> **Prompt**
Among the records below, find each line that includes the string "derive" and copy it.

(Collected data)
+ + + +
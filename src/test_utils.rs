//! Shared test utilities.

use crate::config::{FiddleConfig, SiteConfig};
use crate::convert::{Converter, MarkdownConverter};
use crate::tag::RenderContext;

/// Render context with a markdown converter and a fixed configuration.
#[derive(Debug, Default)]
pub struct TestContext {
    pub config: SiteConfig,
    pub converter: MarkdownConverter,
}

impl TestContext {
    /// Creates a context with the given fiddle section.
    pub fn with_fiddle(fiddle: FiddleConfig) -> Self {
        Self {
            config: SiteConfig {
                scalafiddle: fiddle,
                ..SiteConfig::default()
            },
            converter: MarkdownConverter::new(),
        }
    }
}

impl RenderContext for TestContext {
    fn converter(&self) -> &dyn Converter {
        &self.converter
    }

    fn site_config(&self) -> &SiteConfig {
        &self.config
    }
}

/// Wraps a body fragment in a minimal HTML page.
pub fn html_page(body: &str) -> String {
    format!(
        "<!DOCTYPE html>\n<html>\n<head><title>t</title></head>\n<body>\n{}</body>\n</html>\n",
        body
    )
}
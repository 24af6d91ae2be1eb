//! Readers for page sources and template files.

mod tags;
mod template;

pub use tags::{
    expand_fiddle_tags, find_fiddle_tags, protect_fiddle_tags, restore_fiddle_tags, ProtectedFiddle,
    TagBlock,
};
pub use template::{load_template, template_file};
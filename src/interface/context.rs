//! Site context for rendering and integrating pages.

use std::path::{Path, PathBuf};
use std::sync::Arc;

use crate::config::SiteConfig;
use crate::convert::{Converter, MarkdownConverter};
use crate::errors::Result;
use crate::hooks::{HookContext, HookRegistry, ScalaFiddleIntegration};
use crate::io::{FileCache, RealFileCache};
use crate::tag::RenderContext;

/// A site being rendered.
///
/// Holds the read-only configuration, the converter for tag bodies, file
/// access, and the post-render hooks.
#[derive(Debug)]
pub struct Site {
    /// Configuration.
    pub config: SiteConfig,
    /// Post-render hooks.
    pub hooks: HookRegistry,
    /// File access rooted at the source directory.
    pub file_cache: Arc<dyn FileCache>,
    /// Converter for markdown sources.
    pub converter: Box<dyn Converter>,
    /// Site source directory.
    pub source: PathBuf,
}

impl Site {
    /// Creates a site with the given configuration and the fiddle hook registered.
    ///
    /// A relative source directory is taken relative to the current directory.
    pub fn new(config: SiteConfig, source: PathBuf) -> Self {
        let source = if source.is_absolute() {
            source
        } else {
            std::env::current_dir()
                .map(|cwd| cwd.join(&source))
                .unwrap_or(source)
        };
        let file_cache = Arc::new(RealFileCache::new(source.clone()));

        let mut hooks = HookRegistry::new();
        hooks.add(ScalaFiddleIntegration::new());

        Self {
            config,
            hooks,
            file_cache,
            converter: Box::new(MarkdownConverter::new()),
            source,
        }
    }

    /// Creates a site from a source directory, reading its configuration file if present.
    pub fn from_dir(source: PathBuf) -> Result<Self> {
        let config = crate::config::read_config(&source)?;
        Ok(Self::new(config, source))
    }

    #[cfg(test)]
    pub(crate) fn default_for_dir(source: PathBuf) -> Self {
        Self::new(SiteConfig::default(), source)
    }

    #[cfg(test)]
    pub(crate) fn with_file_cache(mut self, file_cache: Arc<dyn FileCache>) -> Self {
        self.file_cache = file_cache;
        self
    }

    #[cfg(test)]
    pub(crate) fn with_converter<C: Converter + 'static>(mut self, converter: C) -> Self {
        self.converter = Box::new(converter);
        self
    }

    /// Returns the view of this site that hooks run against.
    pub fn hook_context(&self) -> HookContext<'_> {
        HookContext {
            source: &self.source,
            config: &self.config,
            files: &*self.file_cache,
        }
    }

    /// Resolves a path relative to the source directory.
    pub fn resolve_path(&self, path: &Path) -> PathBuf {
        if path.is_absolute() {
            path.to_path_buf()
        } else {
            self.source.join(path)
        }
    }
}

impl RenderContext for Site {
    fn converter(&self) -> &dyn Converter {
        self.converter.as_ref()
    }

    fn site_config(&self) -> &SiteConfig {
        &self.config
    }
}
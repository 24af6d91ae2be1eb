//! Loading code templates from the template directory.

use std::path::{Path, PathBuf};

use crate::config::TEMPLATE_EXTENSION;
use crate::errors::{FiddleError, Result};
use crate::io::FileCache;
use crate::model::Template;

/// Returns the path of a named template inside `dir`.
pub fn template_file(dir: &Path, name: &str) -> PathBuf {
    dir.join(format!("{}.{}", name, TEMPLATE_EXTENSION))
}

/// Reads and splits the template `name` from `dir`.
///
/// Both an unreadable file and a file without a `////` line are errors.
pub fn load_template(files: &dyn FileCache, dir: &Path, name: &str) -> Result<Template> {
    let path = template_file(dir, name);
    tracing::debug!("Loading template {} from {}", name, path.display());

    let content = files.read(&path).map_err(|source| FiddleError::TemplateRead {
        path: path.clone(),
        source,
    })?;
    Template::parse(name, &content, &path)
}
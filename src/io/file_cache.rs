//! Page and template access behind a trait, so tests can run in memory.

use std::collections::HashMap;
use std::fs;
use std::io;
use std::path::{Path, PathBuf};

/// Source of page and template contents.
pub trait FileCache: Send + Sync + std::fmt::Debug {
    /// Reads a whole file as text.
    fn read(&self, path: &Path) -> io::Result<String>;

    /// Lists the files matching `pattern`, relative to the site source.
    fn glob(&self, pattern: &str) -> io::Result<Vec<PathBuf>>;
}

/// Files on disk under a site source directory.
#[derive(Debug, Clone, Default)]
pub struct RealFileCache {
    /// Directory relative paths are taken from.
    pub base_dir: PathBuf,
}

impl RealFileCache {
    pub fn new(base_dir: PathBuf) -> Self {
        Self { base_dir }
    }

    /// Joins a relative path onto the base directory; absolute paths pass through.
    pub fn resolve(&self, path: &Path) -> PathBuf {
        if path.is_absolute() {
            path.to_path_buf()
        } else {
            self.base_dir.join(path)
        }
    }
}

impl FileCache for RealFileCache {
    fn read(&self, path: &Path) -> io::Result<String> {
        fs::read_to_string(self.resolve(path))
    }

    fn glob(&self, pattern: &str) -> io::Result<Vec<PathBuf>> {
        let full_pattern = self.base_dir.join(pattern);
        let entries = glob::glob(&full_pattern.to_string_lossy())
            .map_err(|e| io::Error::new(io::ErrorKind::InvalidInput, e))?;

        let mut pages = Vec::new();
        for path in entries.filter_map(|r| r.ok()).filter(|p| p.is_file()) {
            match path.strip_prefix(&self.base_dir) {
                Ok(relative) => pages.push(relative.to_path_buf()),
                Err(_) => pages.push(path),
            }
        }
        Ok(pages)
    }
}

/// In-memory site for tests and benchmarks.
#[derive(Debug, Clone, Default)]
pub struct VirtualFS {
    files: HashMap<PathBuf, String>,
}

impl VirtualFS {
    pub fn new() -> Self {
        Self::default()
    }

    /// Adds or replaces a file.
    pub fn add_file(&mut self, path: impl Into<PathBuf>, content: impl Into<String>) {
        self.files.insert(path.into(), content.into());
    }
}

impl FileCache for VirtualFS {
    fn read(&self, path: &Path) -> io::Result<String> {
        self.files.get(path).cloned().ok_or_else(|| {
            io::Error::new(
                io::ErrorKind::NotFound,
                format!("{} not found", path.display()),
            )
        })
    }

    /// Matches are sorted, unlike on disk.
    fn glob(&self, pattern: &str) -> io::Result<Vec<PathBuf>> {
        let pattern = glob::Pattern::new(pattern)
            .map_err(|e| io::Error::new(io::ErrorKind::InvalidInput, e))?;

        let mut matches: Vec<PathBuf> = self
            .files
            .keys()
            .filter(|p| pattern.matches_path(p))
            .cloned()
            .collect();
        matches.sort();
        Ok(matches)
    }
}

#[cfg(test)]
mod tests {
    use super::*;
    use tempfile::tempdir;

    #[test]
    fn test_virtual_fs_read() {
        let mut vfs = VirtualFS::new();
        vfs.add_file("_scalafiddle/Intro.scala", "////\n");

        let content = vfs.read(Path::new("_scalafiddle/Intro.scala")).unwrap();
        assert_eq!(content, "////\n");

        vfs.add_file("_scalafiddle/Intro.scala", "a\n////\n");
        let content = vfs.read(Path::new("_scalafiddle/Intro.scala")).unwrap();
        assert_eq!(content, "a\n////\n");

        let err = vfs.read(Path::new("_scalafiddle/Other.scala")).unwrap_err();
        assert_eq!(err.kind(), io::ErrorKind::NotFound);
        assert!(err.to_string().contains("Other.scala"));
    }

    #[test]
    fn test_virtual_fs_glob() {
        let mut vfs = VirtualFS::new();
        vfs.add_file("_site/index.html", "<html></html>");
        vfs.add_file("_site/docs.html", "<html></html>");
        vfs.add_file("index.md", "# Index");

        let html = vfs.glob("_site/*.html").unwrap();
        assert_eq!(
            html,
            vec![PathBuf::from("_site/docs.html"), PathBuf::from("_site/index.html")]
        );
    }

    #[test]
    fn test_virtual_fs_bad_pattern() {
        let err = VirtualFS::new().glob("_site/[.html").unwrap_err();
        assert_eq!(err.kind(), io::ErrorKind::InvalidInput);
    }

    #[test]
    fn test_real_file_cache_read() {
        let dir = tempdir().unwrap();
        let cache = RealFileCache::new(dir.path().to_path_buf());
        fs::write(dir.path().join("page.html"), "content").unwrap();

        assert_eq!(cache.read(Path::new("page.html")).unwrap(), "content");
        assert_eq!(cache.read(&dir.path().join("page.html")).unwrap(), "content");
        assert!(cache.read(Path::new("missing.html")).is_err());
    }

    #[test]
    fn test_real_file_cache_glob() {
        let dir = tempdir().unwrap();
        let cache = RealFileCache::new(dir.path().to_path_buf());

        fs::create_dir_all(dir.path().join("_site/nested.html")).unwrap();
        fs::write(dir.path().join("_site/a.html"), "a").unwrap();
        fs::write(dir.path().join("_site/b.html"), "b").unwrap();
        fs::write(dir.path().join("c.md"), "c").unwrap();

        let mut html = cache.glob("_site/*.html").unwrap();
        html.sort();
        assert_eq!(
            html,
            vec![PathBuf::from("_site/a.html"), PathBuf::from("_site/b.html")]
        );
    }
}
+ + + +
> **Solution to the exercise**
#[derive(Debug, Default)]
#[derive(Debug)]
#[derive(Debug, Clone, Default)]
#[derive(Debug, Clone, Default)]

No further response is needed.